Twirling timbres of Tiptop titillate, tantalizingly… a modular synth maker has made its own music label, and to kick things off, CDM gets the premiere of a hypnotic music video.

First, the music video, made for the compilation’s opening track by Matt Lange. It’s the work of director Nicola De Luca, and I have to admire its simplicity: an entrancing rotating blossom, sculpted in video in a series of horizontal delays and three-dimensional transformations.

Description:

The video is a metamorphosis of forms that investigates kinetic connections between the motions of rotation and material decontextualization of objects. It takes inspiration from active art precursors, from Cubism and Futurism to more contemporary artists like Davide Quayola and Alva Noto.

Lange’s music, too, is a favorite of mine: rich, spectrum-tickling ear candy. Say what you will about Deadmau5; this is his circle at its best, and Lange represents the exceptional level of production quality North America can reach. Joining Zimmerman’s Mau5trap label, Lange’s acrobatic technical skills positively glow in the record.
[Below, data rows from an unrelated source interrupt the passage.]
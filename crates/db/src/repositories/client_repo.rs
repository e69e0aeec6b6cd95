//! Repository for the `clients` table.

use sirius_core::types::DbId;
use sqlx::PgPool;

use crate::models::client::{Client, ClientInput};

/// Column list shared across queries to avoid repetition.
const COLUMNS: &str = "id, name, rut, email, phone, address, client_type, active, registered_at";

/// Provides CRUD operations for clients.
pub struct ClientRepo;

impl ClientRepo {
    /// Insert a new client, returning the created row.
    pub async fn create(pool: &PgPool, input: &ClientInput) -> Result<Client, sqlx::Error> {
        let query = format!(
            "INSERT INTO clients (name, rut, email, phone, address, client_type)
             VALUES ($1, $2, $3, $4, $5, $6)
             RETURNING {COLUMNS}"
        );
        sqlx::query_as::<_, Client>(&query)
            .bind(&input.name)
            .bind(&input.rut)
            .bind(&input.email)
            .bind(&input.phone)
            .bind(&input.address)
            .bind(input.client_type.as_str())
            .fetch_one(pool)
            .await
    }

    /// Find a client by ID. Inactive rows are still found; only listings
    /// hide them.
    pub async fn find_by_id(pool: &PgPool, id: DbId) -> Result<Option<Client>, sqlx::Error> {
        let query = format!("SELECT {COLUMNS} FROM clients WHERE id = $1");
        sqlx::query_as::<_, Client>(&query)
            .bind(id)
            .fetch_optional(pool)
            .await
    }

    /// First client whose email matches, by name order, active or not.
    /// Feeds the access filter's client-role branch.
    pub async fn find_by_email(pool: &PgPool, email: &str) -> Result<Option<Client>, sqlx::Error> {
        let query = format!("SELECT {COLUMNS} FROM clients WHERE email = $1 ORDER BY name, id LIMIT 1");
        sqlx::query_as::<_, Client>(&query)
            .bind(email)
            .fetch_optional(pool)
            .await
    }

    /// One page of active clients ordered by name.
    pub async fn list(pool: &PgPool, limit: i64, offset: i64) -> Result<Vec<Client>, sqlx::Error> {
        let query = format!(
            "SELECT {COLUMNS} FROM clients WHERE active ORDER BY name LIMIT $1 OFFSET $2"
        );
        sqlx::query_as::<_, Client>(&query)
            .bind(limit)
            .bind(offset)
            .fetch_all(pool)
            .await
    }

    /// Number of active clients (pagination and the dashboard count).
    pub async fn count_active(pool: &PgPool) -> Result<i64, sqlx::Error> {
        sqlx::query_scalar("SELECT COUNT(*) FROM clients WHERE active")
            .fetch_one(pool)
            .await
    }

    /// Full-field update. Returns `None` if no row with the given `id`
    /// exists.
    pub async fn update(
        pool: &PgPool,
        id: DbId,
        input: &ClientInput,
    ) -> Result<Option<Client>, sqlx::Error> {
        let query = format!(
            "UPDATE clients SET
                name = $2,
                rut = $3,
                email = $4,
                phone = $5,
                address = $6,
                client_type = $7
             WHERE id = $1
             RETURNING {COLUMNS}"
        );
        sqlx::query_as::<_, Client>(&query)
            .bind(id)
            .bind(&input.name)
            .bind(&input.rut)
            .bind(&input.email)
            .bind(&input.phone)
            .bind(&input.address)
            .bind(input.client_type.as_str())
            .fetch_optional(pool)
            .await
    }

    /// Soft-delete a client by clearing its active flag. Returns `true`
    /// if the row exists; deactivating an already-inactive client is a
    /// no-op success.
    pub async fn soft_delete(pool: &PgPool, id: DbId) -> Result<bool, sqlx::Error> {
        let result = sqlx::query("UPDATE clients SET active = FALSE WHERE id = $1")
            .bind(id)
            .execute(pool)
            .await?;
        Ok(result.rows_affected() > 0)
    }
}
//! Spreadsheet report assembled as a minimal OOXML package.
//!
//! The workbook is six XML parts in a zip container: content types,
//! the two relationship files, the workbook, a stylesheet and one
//! worksheet. Cell text is written as inline strings, so no shared
//! string table is needed.

use std::io::{Cursor, Write};

use sirius_db::models::project::ProjectExportRow;
use zip::result::ZipError;
use zip::write::SimpleFileOptions;
use zip::{CompressionMethod, ZipWriter};

use super::{format_currency, format_date, UNASSIGNED};

/// Column headers, in sheet order.
pub const HEADERS: [&str; 9] = [
    "ID",
    "Nombre",
    "Cliente",
    "Estado",
    "Prioridad",
    "Fecha Inicio",
    "Fecha Fin Est.",
    "Presupuesto",
    "Responsable",
];

const SHEET_NAME: &str = "Proyectos Sirius";

/// Columns wider than this are clamped.
const MAX_COLUMN_WIDTH: usize = 50;

const XML_DECL: &str = "<?xml version=\"1.0\" encoding=\"UTF-8\" standalone=\"yes\"?>\n";

const CONTENT_TYPES_XML: &str = concat!(
    "<?xml version=\"1.0\" encoding=\"UTF-8\" standalone=\"yes\"?>\n",
    "<Types xmlns=\"http://schemas.openxmlformats.org/package/2006/content-types\">",
    "<Default Extension=\"rels\" ContentType=\"application/vnd.openxmlformats-package.relationships+xml\"/>",
    "<Default Extension=\"xml\" ContentType=\"application/xml\"/>",
    "<Override PartName=\"/xl/workbook.xml\" ContentType=\"application/vnd.openxmlformats-officedocument.spreadsheetml.sheet.main+xml\"/>",
    "<Override PartName=\"/xl/worksheets/sheet1.xml\" ContentType=\"application/vnd.openxmlformats-officedocument.spreadsheetml.worksheet+xml\"/>",
    "<Override PartName=\"/xl/styles.xml\" ContentType=\"application/vnd.openxmlformats-officedocument.spreadsheetml.styles+xml\"/>",
    "</Types>"
);

const ROOT_RELS_XML: &str = concat!(
    "<?xml version=\"1.0\" encoding=\"UTF-8\" standalone=\"yes\"?>\n",
    "<Relationships xmlns=\"http://schemas.openxmlformats.org/package/2006/relationships\">",
    "<Relationship Id=\"rId1\" Type=\"http://schemas.openxmlformats.org/officeDocument/2006/relationships/officeDocument\" Target=\"xl/workbook.xml\"/>",
    "</Relationships>"
);

const WORKBOOK_RELS_XML: &str = concat!(
    "<?xml version=\"1.0\" encoding=\"UTF-8\" standalone=\"yes\"?>\n",
    "<Relationships xmlns=\"http://schemas.openxmlformats.org/package/2006/relationships\">",
    "<Relationship Id=\"rId1\" Type=\"http://schemas.openxmlformats.org/officeDocument/2006/relationships/worksheet\" Target=\"worksheets/sheet1.xml\"/>",
    "<Relationship Id=\"rId2\" Type=\"http://schemas.openxmlformats.org/officeDocument/2006/relationships/styles\" Target=\"styles.xml\"/>",
    "</Relationships>"
);

/// Font 1 is the bold white header face; fill 2 the solid header blue.
/// Cell format 1 combines them with centered alignment.
const STYLES_XML: &str = concat!(
    "<?xml version=\"1.0\" encoding=\"UTF-8\" standalone=\"yes\"?>\n",
    "<styleSheet xmlns=\"http://schemas.openxmlformats.org/spreadsheetml/2006/main\">",
    "<fonts count=\"2\">",
    "<font><sz val=\"11\"/><name val=\"Calibri\"/></font>",
    "<font><b/><color rgb=\"FFFFFFFF\"/><sz val=\"11\"/><name val=\"Calibri\"/></font>",
    "</fonts>",
    "<fills count=\"3\">",
    "<fill><patternFill patternType=\"none\"/></fill>",
    "<fill><patternFill patternType=\"gray125\"/></fill>",
    "<fill><patternFill patternType=\"solid\"><fgColor rgb=\"FF366092\"/><bgColor indexed=\"64\"/></patternFill></fill>",
    "</fills>",
    "<borders count=\"1\"><border><left/><right/><top/><bottom/><diagonal/></border></borders>",
    "<cellXfs count=\"2\">",
    "<xf numFmtId=\"0\" fontId=\"0\" fillId=\"0\" borderId=\"0\"/>",
    "<xf numFmtId=\"0\" fontId=\"1\" fillId=\"2\" borderId=\"0\" applyFont=\"1\" applyFill=\"1\" applyAlignment=\"1\">",
    "<alignment horizontal=\"center\" vertical=\"center\"/>",
    "</xf>",
    "</cellXfs>",
    "</styleSheet>"
);

/// Build the full workbook for the given export rows.
pub fn build_projects_workbook(rows: &[ProjectExportRow]) -> Result<Vec<u8>, ZipError> {
    let sheet = sheet_xml(rows);

    let mut writer = ZipWriter::new(Cursor::new(Vec::new()));
    let options = SimpleFileOptions::default().compression_method(CompressionMethod::Deflated);

    writer.start_file("[Content_Types].xml", options)?;
    writer.write_all(CONTENT_TYPES_XML.as_bytes())?;
    writer.start_file("_rels/.rels", options)?;
    writer.write_all(ROOT_RELS_XML.as_bytes())?;
    writer.start_file("xl/workbook.xml", options)?;
    writer.write_all(workbook_xml().as_bytes())?;
    writer.start_file("xl/_rels/workbook.xml.rels", options)?;
    writer.write_all(WORKBOOK_RELS_XML.as_bytes())?;
    writer.start_file("xl/styles.xml", options)?;
    writer.write_all(STYLES_XML.as_bytes())?;
    writer.start_file("xl/worksheets/sheet1.xml", options)?;
    writer.write_all(sheet.as_bytes())?;

    let cursor = writer.finish()?;
    Ok(cursor.into_inner())
}

fn workbook_xml() -> String {
    format!(
        "{XML_DECL}<workbook xmlns=\"http://schemas.openxmlformats.org/spreadsheetml/2006/main\" \
         xmlns:r=\"http://schemas.openxmlformats.org/officeDocument/2006/relationships\">\
         <sheets><sheet name=\"{SHEET_NAME}\" sheetId=\"1\" r:id=\"rId1\"/></sheets></workbook>"
    )
}

/// One sheet row in display form: the numeric id plus the eight text
/// columns.
struct DisplayRow {
    id: i64,
    cells: [String; 8],
}

fn display_row(row: &ProjectExportRow) -> DisplayRow {
    DisplayRow {
        id: row.id,
        cells: [
            row.name.clone(),
            row.client_display(),
            row.status.label().to_string(),
            row.priority.label().to_string(),
            format_date(row.start_date),
            format_date(row.estimated_end_date),
            format_currency(row.total_budget, 2),
            row.responsible_username
                .clone()
                .unwrap_or_else(|| UNASSIGNED.to_string()),
        ],
    }
}

/// Widest content per column plus padding, clamped to
/// [`MAX_COLUMN_WIDTH`].
fn column_widths(rows: &[DisplayRow]) -> [usize; 9] {
    let mut widths = [0usize; 9];
    for (i, header) in HEADERS.iter().enumerate() {
        widths[i] = header.chars().count();
    }
    for row in rows {
        widths[0] = widths[0].max(row.id.to_string().len());
        for (i, cell) in row.cells.iter().enumerate() {
            widths[i + 1] = widths[i + 1].max(cell.chars().count());
        }
    }
    for width in &mut widths {
        *width = (*width + 2).min(MAX_COLUMN_WIDTH);
    }
    widths
}

fn sheet_xml(rows: &[ProjectExportRow]) -> String {
    let display: Vec<DisplayRow> = rows.iter().map(display_row).collect();
    let widths = column_widths(&display);

    let mut xml = String::with_capacity(1024 + display.len() * 512);
    xml.push_str(XML_DECL);
    xml.push_str(
        "<worksheet xmlns=\"http://schemas.openxmlformats.org/spreadsheetml/2006/main\">",
    );

    xml.push_str("<cols>");
    for (i, width) in widths.iter().enumerate() {
        xml.push_str(&format!(
            "<col min=\"{0}\" max=\"{0}\" width=\"{1}\" customWidth=\"1\"/>",
            i + 1,
            width
        ));
    }
    xml.push_str("</cols><sheetData>");

    xml.push_str("<row r=\"1\">");
    for (i, header) in HEADERS.iter().enumerate() {
        xml.push_str(&format!(
            "<c r=\"{}1\" t=\"inlineStr\" s=\"1\"><is><t>{}</t></is></c>",
            col_letter(i),
            xml_escape(header)
        ));
    }
    xml.push_str("</row>");

    for (index, row) in display.iter().enumerate() {
        let r = index + 2;
        xml.push_str(&format!("<row r=\"{r}\">"));
        xml.push_str(&format!("<c r=\"A{r}\"><v>{}</v></c>", row.id));
        for (i, cell) in row.cells.iter().enumerate() {
            xml.push_str(&format!(
                "<c r=\"{}{r}\" t=\"inlineStr\"><is><t>{}</t></is></c>",
                col_letter(i + 1),
                xml_escape(cell)
            ));
        }
        xml.push_str("</row>");
    }

    xml.push_str("</sheetData></worksheet>");
    xml
}

/// Column letter for a zero-based index. The sheet has nine columns, so
/// a single letter always suffices.
fn col_letter(index: usize) -> char {
    (b'A' + index as u8) as char
}

fn xml_escape(value: &str) -> String {
    let mut out = String::with_capacity(value.len());
    for c in value.chars() {
        match c {
            '&' => out.push_str("&amp;"),
            '<' => out.push_str("&lt;"),
            '>' => out.push_str("&gt;"),
            '"' => out.push_str("&quot;"),
            '\'' => out.push_str("&apos;"),
            _ => out.push(c),
        }
    }
    out
}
The compilation might not be what you’d expect for a record of modular-made music. Tiptop Audio Records is the label outgrowth of Tiptop Audio, the modular synthesizer manufacturer started by Gur Milstein in Hollywood California, part of the new wave bumper crop of Eurorack that renaissance has brought.

But what you don’t get, despite the synth nerd provenance, is a bunch of people noodling aimlessly on modulars (not that there’s anything wrong with that).

TTAR VA0002 Artwork Full

Instead, you’re treated to a sampler in technical skill, carefully composed in intricate rhythms and thoughtful song structure. It’s something both likely to appeal to lovers of sound design and musical imagination, with a fair balance of club grooves in the mix. This is not the usual parade of compressor-smashed 909s and ever-more-distorted industrial goth music (again, not that there’s anything wrong with that). It’s a buffet of pristine, precise electronic creation. That’s probably a good thing: these compilations are to the modern splurge-spending modular buyer what audiophile records were to home stereo buyers.

Also – ceramic sculptures of brains made up of modular, bonus.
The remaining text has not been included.